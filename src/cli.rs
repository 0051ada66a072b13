use std::path::PathBuf;

use chrono::NaiveDate;
use clap::{Args, Parser, Subcommand};
use serde::Serialize;
use tracing::debug;

use crate::commands::checkin::{checkin_get_today, checkin_submit, checkin_submit_for};
use crate::commands::stats::stats_weekly;
use crate::commands::{AppState, View};
use crate::config::AppConfig;
use crate::error::AppResult;
use crate::models::checkin::CheckinForm;
use crate::render;
use crate::utils::logger::init_logging;

#[derive(Parser, Debug)]
#[command(
    name = "habit-tracker",
    about = "Daily habit check-in with scored habits and weekly rewards",
    version
)]
pub struct Cli {
    /// Directory holding the database and logs
    #[arg(long, global = true)]
    pub data_dir: Option<PathBuf>,
    /// Number of most recent days summarised by `stats`
    #[arg(long, global = true)]
    pub window_days: Option<usize>,
    /// Print results as JSON instead of text
    #[arg(long, global = true)]
    pub json: bool,
    #[command(subcommand)]
    pub command: Option<Command>,
}

#[derive(Subcommand, Debug)]
pub enum Command {
    /// Submit the daily check-in form
    Checkin(CheckinArgs),
    /// Show the rolling summary and reward tier
    Stats,
}

impl Command {
    pub fn view(&self) -> View {
        match self {
            Command::Checkin(_) => View::Checkin,
            Command::Stats => View::Stats,
        }
    }
}

/// Numeric fields are taken as text so malformed values reach the form parser.
#[derive(Args, Debug, Clone)]
pub struct CheckinArgs {
    /// Study hours, in half-hour steps
    #[arg(long, default_value = "0")]
    pub study: String,
    /// Research hours, in half-hour steps
    #[arg(long, default_value = "0")]
    pub research: String,
    /// Friends contacted today (+10 each)
    #[arg(long, default_value = "0")]
    pub friends: String,
    /// Total spending today, recorded only
    #[arg(long, default_value = "0")]
    pub expense: String,
    /// Exercised today (+10)
    #[arg(long)]
    pub exercise: bool,
    /// Drank water this morning (+10)
    #[arg(long)]
    pub water: bool,
    /// Slept early and rose early (+10 / -10)
    #[arg(long)]
    pub sleep_early: bool,
    /// Did a good deed (+10 / -10)
    #[arg(long)]
    pub good_deed: bool,
    /// Read a book (+10 / -10)
    #[arg(long)]
    pub reading: bool,
    /// Studied personal finance (+10 / -10)
    #[arg(long)]
    pub finance: bool,
    /// Record for this date instead of today (YYYY-MM-DD)
    #[arg(long)]
    pub date: Option<NaiveDate>,
}

impl CheckinArgs {
    pub fn to_form(&self) -> CheckinForm {
        CheckinForm {
            study_hours: self.study.clone(),
            research_hours: self.research.clone(),
            friends_contacted: self.friends.clone(),
            expense_amount: self.expense.clone(),
            exercise_done: self.exercise,
            water_drank: self.water,
            sleep_early: self.sleep_early,
            good_deed: self.good_deed,
            reading: self.reading,
            finance_study: self.finance,
        }
    }
}

impl Cli {
    pub fn config(&self) -> AppResult<AppConfig> {
        let mut config = AppConfig::from_env()?;
        if let Some(dir) = &self.data_dir {
            config = config.with_data_dir(dir);
        }
        if let Some(days) = self.window_days {
            config = config.with_window_days(days)?;
        }
        Ok(config)
    }
}

pub fn run() -> AppResult<()> {
    let cli = Cli::parse();
    let config = cli.config()?;
    init_logging(&config.log_dir())?;

    let state = AppState::new(config)?;
    println!("{}", execute(&state, &cli));
    Ok(())
}

/// Runs the selected view and returns the text to print. Without a subcommand
/// the default `Checkin` view shows today's status. Command failures are
/// rendered, not propagated.
pub fn execute(state: &AppState, cli: &Cli) -> String {
    let view = cli.command.as_ref().map(Command::view).unwrap_or_default();
    debug!(target: "app::command", ?view, "executing view");

    match (view, &cli.command) {
        (View::Stats, _) => {
            let panel = stats_weekly(state);
            output(cli.json, &panel, || render::render_stats(&panel))
        }
        (View::Checkin, Some(Command::Checkin(args))) => {
            let form = args.to_form();
            let result = match args.date {
                Some(date) => checkin_submit_for(state, form, date),
                None => checkin_submit(state, form),
            };
            match result {
                Ok(receipt) => output(cli.json, &receipt, || render::render_receipt(&receipt)),
                Err(err) => output(cli.json, &err, || render::render_command_error(&err)),
            }
        }
        (View::Checkin, _) => match checkin_get_today(state) {
            Ok(today) => output(cli.json, &today, || render::render_today(today.as_ref())),
            Err(err) => output(cli.json, &err, || render::render_command_error(&err)),
        },
    }
}

fn output<T, F>(json: bool, value: &T, text: F) -> String
where
    T: Serialize,
    F: FnOnce() -> String,
{
    if json {
        serde_json::to_string_pretty(value).unwrap_or_else(|err| format!("{{\"error\":\"{err}\"}}"))
    } else {
        text()
    }
}
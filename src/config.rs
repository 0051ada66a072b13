use std::path::PathBuf;

use serde::Serialize;

use crate::error::{AppError, AppResult};
use crate::services::checkin_service::DEFAULT_WINDOW_DAYS;

pub const ENV_DATA_DIR: &str = "HABIT_TRACKER_DATA_DIR";
pub const ENV_WINDOW_DAYS: &str = "HABIT_TRACKER_WINDOW_DAYS";

const DEFAULT_DATABASE_FILE: &str = "bestie_discipline.db";
const LOG_DIR_NAME: &str = "logs";

#[derive(Debug, Clone, Serialize, PartialEq)]
#[serde(rename_all = "camelCase")]
pub struct AppConfig {
    pub data_dir: PathBuf,
    pub database_file: String,
    pub window_days: usize,
}

impl Default for AppConfig {
    fn default() -> Self {
        Self {
            data_dir: PathBuf::from("."),
            database_file: DEFAULT_DATABASE_FILE.to_string(),
            window_days: DEFAULT_WINDOW_DAYS,
        }
    }
}

impl AppConfig {
    pub fn from_env() -> AppResult<Self> {
        Self::from_lookup(|key| std::env::var(key).ok())
    }

    /// Builds the configuration from defaults overlaid with whatever `lookup` returns.
    pub fn from_lookup<F>(lookup: F) -> AppResult<Self>
    where
        F: Fn(&str) -> Option<String>,
    {
        let mut config = Self::default();

        if let Some(dir) = lookup(ENV_DATA_DIR).filter(|value| !value.trim().is_empty()) {
            config.data_dir = PathBuf::from(dir.trim());
        }

        if let Some(raw) = lookup(ENV_WINDOW_DAYS) {
            config.window_days = parse_window_days(&raw)?;
        }

        Ok(config)
    }

    pub fn with_data_dir(mut self, dir: impl Into<PathBuf>) -> Self {
        self.data_dir = dir.into();
        self
    }

    pub fn with_window_days(mut self, days: usize) -> AppResult<Self> {
        if days == 0 {
            return Err(AppError::config("统计窗口天数必须大于 0"));
        }
        self.window_days = days;
        Ok(self)
    }

    pub fn database_path(&self) -> PathBuf {
        self.data_dir.join(&self.database_file)
    }

    pub fn log_dir(&self) -> PathBuf {
        self.data_dir.join(LOG_DIR_NAME)
    }
}

fn parse_window_days(raw: &str) -> AppResult<usize> {
    match raw.trim().parse::<usize>() {
        Ok(days) if days > 0 => Ok(days),
        _ => Err(AppError::config(format!(
            "{ENV_WINDOW_DAYS} 必须是正整数，当前值: {raw:?}"
        ))),
    }
}
use serde::{Deserialize, Serialize};

use crate::models::record::DailyRecord;
use crate::models::reward::RewardInfo;

#[derive(Debug, Clone, PartialEq, Serialize, Deserialize)]
#[serde(rename_all = "camelCase")]
pub struct AggregateSummary {
    pub total_score: i64,
    pub total_study_hours: f64,
    pub total_research_hours: f64,
    pub exercise_days: i64,
    pub total_friends: i64,
    pub total_expense: f64,
    pub record_count: usize,
    pub reward: RewardInfo,
}

/// Rolling-window report: entries in ascending date order plus their totals.
#[derive(Debug, Clone, PartialEq, Serialize, Deserialize)]
#[serde(rename_all = "camelCase")]
pub struct WeeklyReport {
    pub window_days: usize,
    pub entries: Vec<DailyRecord>,
    pub summary: AggregateSummary,
}

impl WeeklyReport {
    pub fn is_empty(&self) -> bool {
        self.entries.is_empty()
    }
}
//! Tracing setup: a daily-rolling file under the configured log directory plus
//! a compact stderr stream.

use std::path::Path;

use once_cell::sync::OnceCell;
use tracing_appender::non_blocking::WorkerGuard;
use tracing_subscriber::{
    fmt, fmt::time::UtcTime, layer::SubscriberExt, util::SubscriberInitExt, EnvFilter,
};

use crate::error::{AppError, AppResult};

// Dropping the guard stops the background file writer.
static FILE_WRITER_GUARD: OnceCell<WorkerGuard> = OnceCell::new();

const DEFAULT_LOG_DIRECTIVES: &str = "warn,app::db=info,app::checkin=debug";
const LOG_FILE_PREFIX: &str = "habit-tracker.log";

/// Installs the global subscriber once. Later calls return `Ok` without
/// touching the existing setup. `RUST_LOG` overrides the default directives.
pub fn init_logging(log_dir: &Path) -> AppResult<()> {
    FILE_WRITER_GUARD
        .get_or_try_init(|| install_subscriber(log_dir))
        .map(|_| ())
}

fn install_subscriber(log_dir: &Path) -> AppResult<WorkerGuard> {
    std::fs::create_dir_all(log_dir).map_err(|err| {
        AppError::config(format!("无法创建日志目录 {}: {err}", log_dir.display()))
    })?;

    let appender = tracing_appender::rolling::daily(log_dir, LOG_FILE_PREFIX);
    let (file_writer, guard) = tracing_appender::non_blocking(appender);

    let file_layer = fmt::layer()
        .with_writer(file_writer)
        .with_ansi(false)
        .with_timer(UtcTime::rfc_3339());
    let stderr_layer = fmt::layer()
        .with_writer(std::io::stderr)
        .with_target(false)
        .without_time()
        .compact();

    tracing_subscriber::registry()
        .with(log_filter()?)
        .with(file_layer)
        .with(stderr_layer)
        .try_init()
        .map_err(|err| AppError::config(format!("安装日志订阅器失败: {err}")))?;

    Ok(guard)
}

fn log_filter() -> AppResult<EnvFilter> {
    if let Ok(filter) = EnvFilter::try_from_default_env() {
        return Ok(filter);
    }
    EnvFilter::try_new(DEFAULT_LOG_DIRECTIVES)
        .map_err(|err| AppError::config(format!("解析日志级别失败: {err}")))
}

──────

Could you copy every line from the records that has "match" in it?

        match self {
    match (view, &cli.command) {
            let result = match args.date {
            match result {
        (View::Checkin, _) => match checkin_get_today(state) {
    match raw.trim().parse::<usize>() {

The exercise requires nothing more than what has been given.